To do: Only the lines containing the string "else" are needed; copy all of them from the listing.

BEGIN Dataset records

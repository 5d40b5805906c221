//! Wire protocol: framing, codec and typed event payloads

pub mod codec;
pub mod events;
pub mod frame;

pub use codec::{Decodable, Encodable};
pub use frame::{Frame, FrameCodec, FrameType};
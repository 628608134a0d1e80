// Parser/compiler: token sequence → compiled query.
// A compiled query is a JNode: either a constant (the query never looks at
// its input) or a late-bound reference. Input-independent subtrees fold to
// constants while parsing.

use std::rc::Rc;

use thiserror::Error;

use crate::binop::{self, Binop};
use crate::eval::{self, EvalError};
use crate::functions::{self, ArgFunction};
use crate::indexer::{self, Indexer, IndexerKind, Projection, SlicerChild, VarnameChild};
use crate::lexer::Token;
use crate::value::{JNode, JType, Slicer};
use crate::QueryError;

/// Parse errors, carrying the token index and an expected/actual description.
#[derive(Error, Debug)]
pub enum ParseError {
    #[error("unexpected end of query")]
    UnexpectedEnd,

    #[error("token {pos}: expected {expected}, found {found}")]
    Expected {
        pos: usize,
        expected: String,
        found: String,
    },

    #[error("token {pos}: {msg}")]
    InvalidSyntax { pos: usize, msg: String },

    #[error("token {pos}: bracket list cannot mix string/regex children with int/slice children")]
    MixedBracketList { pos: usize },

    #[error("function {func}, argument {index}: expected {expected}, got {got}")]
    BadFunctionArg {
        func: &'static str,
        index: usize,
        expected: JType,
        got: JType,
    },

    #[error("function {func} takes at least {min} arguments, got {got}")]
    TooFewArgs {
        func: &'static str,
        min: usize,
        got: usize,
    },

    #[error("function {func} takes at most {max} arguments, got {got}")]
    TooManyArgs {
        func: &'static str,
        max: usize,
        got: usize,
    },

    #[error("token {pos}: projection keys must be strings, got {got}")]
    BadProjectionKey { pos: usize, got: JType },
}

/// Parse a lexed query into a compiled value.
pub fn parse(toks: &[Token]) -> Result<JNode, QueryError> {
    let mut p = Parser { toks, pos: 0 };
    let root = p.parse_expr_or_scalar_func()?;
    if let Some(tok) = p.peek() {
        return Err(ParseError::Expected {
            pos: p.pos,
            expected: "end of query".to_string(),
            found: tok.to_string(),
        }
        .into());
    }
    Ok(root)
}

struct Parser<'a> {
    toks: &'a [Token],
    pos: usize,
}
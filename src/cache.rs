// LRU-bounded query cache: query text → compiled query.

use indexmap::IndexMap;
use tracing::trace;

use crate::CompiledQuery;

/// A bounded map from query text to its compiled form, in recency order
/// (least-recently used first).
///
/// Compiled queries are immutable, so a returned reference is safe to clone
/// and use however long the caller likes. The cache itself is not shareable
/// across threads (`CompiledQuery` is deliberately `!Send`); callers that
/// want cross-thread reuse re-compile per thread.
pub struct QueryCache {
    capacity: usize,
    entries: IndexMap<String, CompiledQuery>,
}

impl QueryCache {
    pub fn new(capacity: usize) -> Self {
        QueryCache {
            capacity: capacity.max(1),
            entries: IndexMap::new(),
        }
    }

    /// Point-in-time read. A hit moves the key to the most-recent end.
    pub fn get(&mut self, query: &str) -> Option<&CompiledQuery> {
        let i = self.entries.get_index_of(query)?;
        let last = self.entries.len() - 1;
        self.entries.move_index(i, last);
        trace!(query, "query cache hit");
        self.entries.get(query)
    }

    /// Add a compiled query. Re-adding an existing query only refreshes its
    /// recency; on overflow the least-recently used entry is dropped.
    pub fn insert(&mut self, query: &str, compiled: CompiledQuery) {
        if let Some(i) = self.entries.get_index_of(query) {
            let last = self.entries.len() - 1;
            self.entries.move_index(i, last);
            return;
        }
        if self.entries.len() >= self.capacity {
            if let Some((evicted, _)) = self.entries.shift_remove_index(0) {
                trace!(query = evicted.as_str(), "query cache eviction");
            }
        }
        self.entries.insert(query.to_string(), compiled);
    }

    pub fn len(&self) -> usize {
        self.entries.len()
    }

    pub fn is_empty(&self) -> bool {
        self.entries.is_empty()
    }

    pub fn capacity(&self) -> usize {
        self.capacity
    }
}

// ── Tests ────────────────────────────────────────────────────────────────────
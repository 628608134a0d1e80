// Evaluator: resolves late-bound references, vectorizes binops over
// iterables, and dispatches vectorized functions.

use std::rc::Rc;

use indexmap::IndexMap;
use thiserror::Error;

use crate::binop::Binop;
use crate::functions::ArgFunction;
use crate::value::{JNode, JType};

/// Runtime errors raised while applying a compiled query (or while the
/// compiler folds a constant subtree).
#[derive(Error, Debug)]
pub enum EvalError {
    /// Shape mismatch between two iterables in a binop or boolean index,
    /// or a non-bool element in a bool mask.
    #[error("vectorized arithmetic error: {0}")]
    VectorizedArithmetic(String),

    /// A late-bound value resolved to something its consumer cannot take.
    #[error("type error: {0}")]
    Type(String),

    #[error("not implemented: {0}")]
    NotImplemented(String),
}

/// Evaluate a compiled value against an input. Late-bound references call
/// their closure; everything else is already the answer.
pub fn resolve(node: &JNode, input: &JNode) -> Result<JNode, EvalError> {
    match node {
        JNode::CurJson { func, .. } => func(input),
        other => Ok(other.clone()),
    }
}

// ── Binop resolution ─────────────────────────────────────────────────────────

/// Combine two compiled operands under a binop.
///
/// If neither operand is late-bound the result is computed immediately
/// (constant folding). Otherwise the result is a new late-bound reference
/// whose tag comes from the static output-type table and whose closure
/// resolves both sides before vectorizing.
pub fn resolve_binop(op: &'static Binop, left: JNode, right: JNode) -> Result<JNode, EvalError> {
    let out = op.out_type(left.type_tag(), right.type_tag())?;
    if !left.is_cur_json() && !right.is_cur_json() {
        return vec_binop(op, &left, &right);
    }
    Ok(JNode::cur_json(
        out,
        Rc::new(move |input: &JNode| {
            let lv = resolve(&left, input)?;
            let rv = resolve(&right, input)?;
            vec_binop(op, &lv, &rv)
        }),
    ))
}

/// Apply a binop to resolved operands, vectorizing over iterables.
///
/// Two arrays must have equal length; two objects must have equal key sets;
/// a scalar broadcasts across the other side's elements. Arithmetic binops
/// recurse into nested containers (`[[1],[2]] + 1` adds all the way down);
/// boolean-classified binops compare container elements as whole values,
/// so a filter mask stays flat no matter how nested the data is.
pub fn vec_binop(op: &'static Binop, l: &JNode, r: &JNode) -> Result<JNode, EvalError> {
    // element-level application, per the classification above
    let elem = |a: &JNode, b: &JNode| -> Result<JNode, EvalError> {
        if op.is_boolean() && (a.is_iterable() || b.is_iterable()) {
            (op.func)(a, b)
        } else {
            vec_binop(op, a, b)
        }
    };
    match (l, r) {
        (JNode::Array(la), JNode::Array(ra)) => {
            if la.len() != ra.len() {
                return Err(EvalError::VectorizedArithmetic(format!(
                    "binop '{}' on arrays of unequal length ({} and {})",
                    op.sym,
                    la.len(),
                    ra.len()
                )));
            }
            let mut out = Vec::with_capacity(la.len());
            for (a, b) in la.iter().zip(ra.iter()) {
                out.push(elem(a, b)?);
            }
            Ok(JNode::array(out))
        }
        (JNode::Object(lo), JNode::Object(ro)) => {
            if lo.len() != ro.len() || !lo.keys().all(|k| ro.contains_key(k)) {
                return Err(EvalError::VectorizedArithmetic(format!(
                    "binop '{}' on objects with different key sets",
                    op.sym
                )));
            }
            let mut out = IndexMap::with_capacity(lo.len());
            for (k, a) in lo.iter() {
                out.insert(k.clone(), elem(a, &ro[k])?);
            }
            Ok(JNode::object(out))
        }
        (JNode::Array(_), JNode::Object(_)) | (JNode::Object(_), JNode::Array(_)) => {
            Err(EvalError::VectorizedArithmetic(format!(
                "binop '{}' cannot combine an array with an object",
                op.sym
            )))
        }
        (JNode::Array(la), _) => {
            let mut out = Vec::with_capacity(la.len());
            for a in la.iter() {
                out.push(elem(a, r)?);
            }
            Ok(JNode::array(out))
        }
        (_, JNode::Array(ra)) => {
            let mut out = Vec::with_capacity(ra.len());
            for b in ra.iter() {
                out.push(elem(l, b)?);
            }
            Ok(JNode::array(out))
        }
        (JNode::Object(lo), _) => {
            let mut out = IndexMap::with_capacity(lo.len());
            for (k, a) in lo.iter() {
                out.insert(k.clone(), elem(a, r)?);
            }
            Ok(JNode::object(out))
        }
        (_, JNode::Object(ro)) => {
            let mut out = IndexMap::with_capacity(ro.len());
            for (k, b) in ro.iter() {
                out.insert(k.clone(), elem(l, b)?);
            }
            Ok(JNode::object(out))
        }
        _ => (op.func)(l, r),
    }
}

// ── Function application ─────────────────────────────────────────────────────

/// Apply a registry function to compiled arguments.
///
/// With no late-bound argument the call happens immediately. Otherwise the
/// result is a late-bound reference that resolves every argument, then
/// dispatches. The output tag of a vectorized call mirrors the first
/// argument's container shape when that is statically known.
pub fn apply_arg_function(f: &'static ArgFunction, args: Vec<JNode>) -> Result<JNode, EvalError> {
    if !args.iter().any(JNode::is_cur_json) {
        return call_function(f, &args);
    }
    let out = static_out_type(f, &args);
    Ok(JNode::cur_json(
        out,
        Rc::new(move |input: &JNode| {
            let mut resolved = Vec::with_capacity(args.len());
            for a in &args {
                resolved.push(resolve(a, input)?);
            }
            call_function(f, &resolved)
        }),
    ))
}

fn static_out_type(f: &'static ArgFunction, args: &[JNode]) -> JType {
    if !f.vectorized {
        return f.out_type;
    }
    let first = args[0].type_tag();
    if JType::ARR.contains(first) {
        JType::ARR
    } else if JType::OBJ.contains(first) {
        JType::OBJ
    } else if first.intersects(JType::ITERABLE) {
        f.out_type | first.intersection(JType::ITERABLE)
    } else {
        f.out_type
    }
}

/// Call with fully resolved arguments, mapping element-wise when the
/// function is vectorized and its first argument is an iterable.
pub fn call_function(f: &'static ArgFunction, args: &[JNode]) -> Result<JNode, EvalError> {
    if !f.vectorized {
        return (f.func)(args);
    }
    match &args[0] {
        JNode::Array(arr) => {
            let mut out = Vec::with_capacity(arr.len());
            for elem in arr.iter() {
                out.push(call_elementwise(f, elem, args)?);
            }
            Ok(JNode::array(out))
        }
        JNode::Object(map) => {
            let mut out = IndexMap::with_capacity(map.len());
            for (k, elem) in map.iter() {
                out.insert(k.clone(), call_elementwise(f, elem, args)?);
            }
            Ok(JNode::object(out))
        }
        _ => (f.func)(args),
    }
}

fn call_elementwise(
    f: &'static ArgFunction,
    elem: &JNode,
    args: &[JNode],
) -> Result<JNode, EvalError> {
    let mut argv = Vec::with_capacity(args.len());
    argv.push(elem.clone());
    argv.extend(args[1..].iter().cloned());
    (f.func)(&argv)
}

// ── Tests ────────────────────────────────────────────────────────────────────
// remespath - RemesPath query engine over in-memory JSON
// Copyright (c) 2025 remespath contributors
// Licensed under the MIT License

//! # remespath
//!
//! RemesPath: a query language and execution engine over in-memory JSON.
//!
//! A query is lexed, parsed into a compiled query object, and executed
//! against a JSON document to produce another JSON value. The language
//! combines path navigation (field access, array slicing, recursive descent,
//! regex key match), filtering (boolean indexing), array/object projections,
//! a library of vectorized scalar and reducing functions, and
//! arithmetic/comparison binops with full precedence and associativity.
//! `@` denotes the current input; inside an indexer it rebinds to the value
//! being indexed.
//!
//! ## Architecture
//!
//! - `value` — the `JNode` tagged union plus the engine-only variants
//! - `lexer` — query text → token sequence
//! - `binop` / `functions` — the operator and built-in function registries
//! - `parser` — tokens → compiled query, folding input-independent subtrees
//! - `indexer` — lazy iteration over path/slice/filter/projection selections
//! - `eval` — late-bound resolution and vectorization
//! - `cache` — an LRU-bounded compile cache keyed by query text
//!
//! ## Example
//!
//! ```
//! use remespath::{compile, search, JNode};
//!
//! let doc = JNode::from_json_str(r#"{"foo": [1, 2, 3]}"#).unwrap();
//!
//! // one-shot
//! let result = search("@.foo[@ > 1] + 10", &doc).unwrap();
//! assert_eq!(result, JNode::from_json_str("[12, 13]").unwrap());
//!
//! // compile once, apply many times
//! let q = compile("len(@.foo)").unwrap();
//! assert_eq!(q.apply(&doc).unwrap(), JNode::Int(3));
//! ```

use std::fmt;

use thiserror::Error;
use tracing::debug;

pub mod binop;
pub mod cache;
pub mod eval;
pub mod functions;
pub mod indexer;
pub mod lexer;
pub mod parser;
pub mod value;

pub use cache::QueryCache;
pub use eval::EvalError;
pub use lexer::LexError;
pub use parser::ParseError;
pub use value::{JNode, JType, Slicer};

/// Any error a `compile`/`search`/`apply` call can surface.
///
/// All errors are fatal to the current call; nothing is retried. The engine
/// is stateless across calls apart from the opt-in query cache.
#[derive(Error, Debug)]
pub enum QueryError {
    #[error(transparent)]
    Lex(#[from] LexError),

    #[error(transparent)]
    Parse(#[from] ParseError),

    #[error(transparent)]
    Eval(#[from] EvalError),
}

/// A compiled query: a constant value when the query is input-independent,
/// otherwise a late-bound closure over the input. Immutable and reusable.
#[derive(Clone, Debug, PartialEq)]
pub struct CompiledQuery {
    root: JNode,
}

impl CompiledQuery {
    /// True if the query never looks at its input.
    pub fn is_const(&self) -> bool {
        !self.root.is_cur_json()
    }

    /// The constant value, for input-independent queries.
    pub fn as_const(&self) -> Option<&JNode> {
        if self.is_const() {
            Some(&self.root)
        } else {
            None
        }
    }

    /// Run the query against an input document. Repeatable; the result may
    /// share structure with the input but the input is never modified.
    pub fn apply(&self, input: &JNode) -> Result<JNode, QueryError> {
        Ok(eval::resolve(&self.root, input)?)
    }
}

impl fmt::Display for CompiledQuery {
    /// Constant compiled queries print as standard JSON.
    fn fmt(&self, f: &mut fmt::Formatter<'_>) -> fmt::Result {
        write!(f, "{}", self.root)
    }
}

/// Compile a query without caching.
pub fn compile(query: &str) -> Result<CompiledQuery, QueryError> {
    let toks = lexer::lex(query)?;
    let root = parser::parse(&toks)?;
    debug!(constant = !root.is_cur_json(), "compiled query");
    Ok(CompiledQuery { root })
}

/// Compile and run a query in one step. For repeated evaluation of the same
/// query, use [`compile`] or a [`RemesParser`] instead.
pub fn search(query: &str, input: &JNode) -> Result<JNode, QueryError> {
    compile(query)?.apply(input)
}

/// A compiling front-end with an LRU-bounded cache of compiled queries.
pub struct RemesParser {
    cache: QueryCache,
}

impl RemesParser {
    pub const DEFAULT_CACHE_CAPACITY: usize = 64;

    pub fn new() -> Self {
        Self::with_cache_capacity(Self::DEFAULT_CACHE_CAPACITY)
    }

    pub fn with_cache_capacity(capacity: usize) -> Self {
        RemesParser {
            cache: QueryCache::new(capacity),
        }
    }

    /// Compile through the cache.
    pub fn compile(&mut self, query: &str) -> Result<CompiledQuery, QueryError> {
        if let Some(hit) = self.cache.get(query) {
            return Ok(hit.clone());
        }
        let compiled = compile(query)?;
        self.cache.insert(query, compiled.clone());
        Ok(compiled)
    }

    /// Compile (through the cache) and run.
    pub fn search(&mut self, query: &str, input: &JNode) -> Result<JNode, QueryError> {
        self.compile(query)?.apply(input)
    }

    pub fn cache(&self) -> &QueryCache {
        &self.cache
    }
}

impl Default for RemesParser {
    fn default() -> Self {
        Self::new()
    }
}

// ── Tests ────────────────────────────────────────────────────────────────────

END Dataset records

Response area:
/// their closure; everything else is already the answer.
        } else {
    } else if JType::OBJ.contains(first) {
    } else if first.intersects(JType::ITERABLE) {
    } else {
        } else {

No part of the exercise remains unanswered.